Possible bug with multi-nic vMotion in ESXi 5

My current setup is as follows

  • 2 servers, two 10GB nics setup for vMotion, latest version of ESXi 5.0

Server 1

VMK1 - 172.16.0.100 /16 - vMotion-1 pinned to vmnic1

VMK2 - 172.16.1.100 /16 - vMotion-2 pinned to vmnic2

Server 2

VMK1 - 172.16.0.101 /16 - vMotion-1 pinned to vmnic1

VMK2 - 172.16.1.101 /16 - vMotion-2 pinned to vmnic2

This is on a standard vSwitch. Management vmk0 is on this switch as well, set with both nics as active, routed based on orginating port ID.

I have a similiar setup on a server with 4 10GB nics.It has a vDs with 4 VMK's, all using a /16 subnet and the multi-nic vMotion works great. It sends traffic out all four 10GB nics. The addressing scheme for the VMK's is 172.16.1.X, 172.16.2.X, 172.16.3.X, 172.16.4.X with a /16 subnet.

The setup on the standard vSwitch will NOT work. The vMotion times out at 9% and fails. vmkping only works from vmk1 to another vmk1 on any server. vmk2 will not ping from any server to any server. The ARP table is empty of any entries for vmk2; it will not get an arp response. I did a sniff on the network traffic and it's not even sending an arp request to get the mac of the vmk2 ip.

When I look at the arp table of the host running vDs, it show's all four arp entries of each vmk of the host it has recently vMotion'd too, and everything works fine.

I was able to get it to work by changing the subnet mask from /16 to /24. This effectivley is putting two seperate subnet's on each host, which is the opposite of what the VMware documentation says.
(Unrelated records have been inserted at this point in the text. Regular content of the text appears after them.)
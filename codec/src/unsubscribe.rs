// UNSUBSCRIBE packet, grounded on hebo's codec::unsubscribe_packet module.

use crate::base::{DecodePacket, EncodePacket, PacketId};
use crate::byte_array::{self, ByteArray};
use crate::error::{DecodeError, EncodeError};
use crate::header::{FixedHeader, PacketType};
use crate::topic::validate_topic_filter;

#[derive(Clone, Debug, Default, PartialEq)]
pub struct UnsubscribePacket {
    packet_id: PacketId,
    topics: Vec<String>,
}

impl UnsubscribePacket {
    /// # Errors
    /// Returns an error if any topic filter is syntactically invalid.
    pub fn new(packet_id: PacketId, topics: Vec<String>) -> Result<Self, EncodeError> {
        for topic in &topics {
            validate_topic_filter(topic).map_err(|_err| EncodeError::InvalidRemainingLength)?;
        }
        Ok(Self { packet_id, topics })
    }

    #[must_use]
    pub fn packet_id(&self) -> PacketId {
        self.packet_id
    }

    #[must_use]
    pub fn topics(&self) -> &[String] {
        &self.topics
    }
}

impl DecodePacket for UnsubscribePacket {
    fn decode(ba: &mut ByteArray) -> Result<Self, DecodeError> {
        let fixed_header = FixedHeader::decode(ba)?;
        let packet_id = ba.read_u16()?;
        let end = ba.pos() + fixed_header.remaining_length() - 2;

        let mut topics = Vec::new();
        while ba.pos() < end {
            let topic = ba.read_string()?;
            validate_topic_filter(&topic)?;
            topics.push(topic);
        }
        // The payload MUST contain at least one Topic Filter [MQTT-3.10.3-2].
        if topics.is_empty() {
            return Err(DecodeError::EmptyTopicFilter);
        }

        Ok(Self { packet_id, topics })
    }
}

impl EncodePacket for UnsubscribePacket {
    fn encode(&self, buf: &mut Vec<u8>) -> Result<usize, EncodeError> {
        let mut payload = Vec::new();
        byte_array::write_u16(&mut payload, self.packet_id);
        for topic in &self.topics {
            byte_array::write_string(&mut payload, topic)?;
        }

        let fixed_header = FixedHeader::new(PacketType::Unsubscribe, payload.len())?;
        let start = buf.len();
        fixed_header.encode(buf)?;
        buf.extend_from_slice(&payload);
        Ok(buf.len() - start)
    }
}

#[cfg(test)]
mod tests {
    use super::*;

    #[test]
    fn round_trips_multiple_topics() {
        let packet =
            UnsubscribePacket::new(4, vec!["a/+".to_string(), "b/#".to_string()]).unwrap();
        let mut buf = Vec::new();
        packet.encode(&mut buf).unwrap();
        let mut ba = ByteArray::new(&buf);
        let decoded = UnsubscribePacket::decode(&mut ba).unwrap();
        assert_eq!(decoded.packet_id(), 4);
        assert_eq!(decoded.topics(), &["a/+".to_string(), "b/#".to_string()]);
    }
}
This KB article seems to explain what is going on, and it also is going against what we are recommended to do with Multi-NIC vMotion.

http://kb.vmware.com/selfservice/microsites/search.do?language=en_US&cmd=displayKC&externalId=201087...

In particular:

If both of these vmknics are configured to be on the same IP subnet, the vmkernel TCP/IP stack chooses one of the two interfaces for all VMkernel traffic (vMotion and NFS) going out on that subnet. Configurations having more than one vmknic interface on the same IP subnet should be avoided

So it seems to me there is a problem with their recommended implementation on standard switches. Has anyone else come across this issue?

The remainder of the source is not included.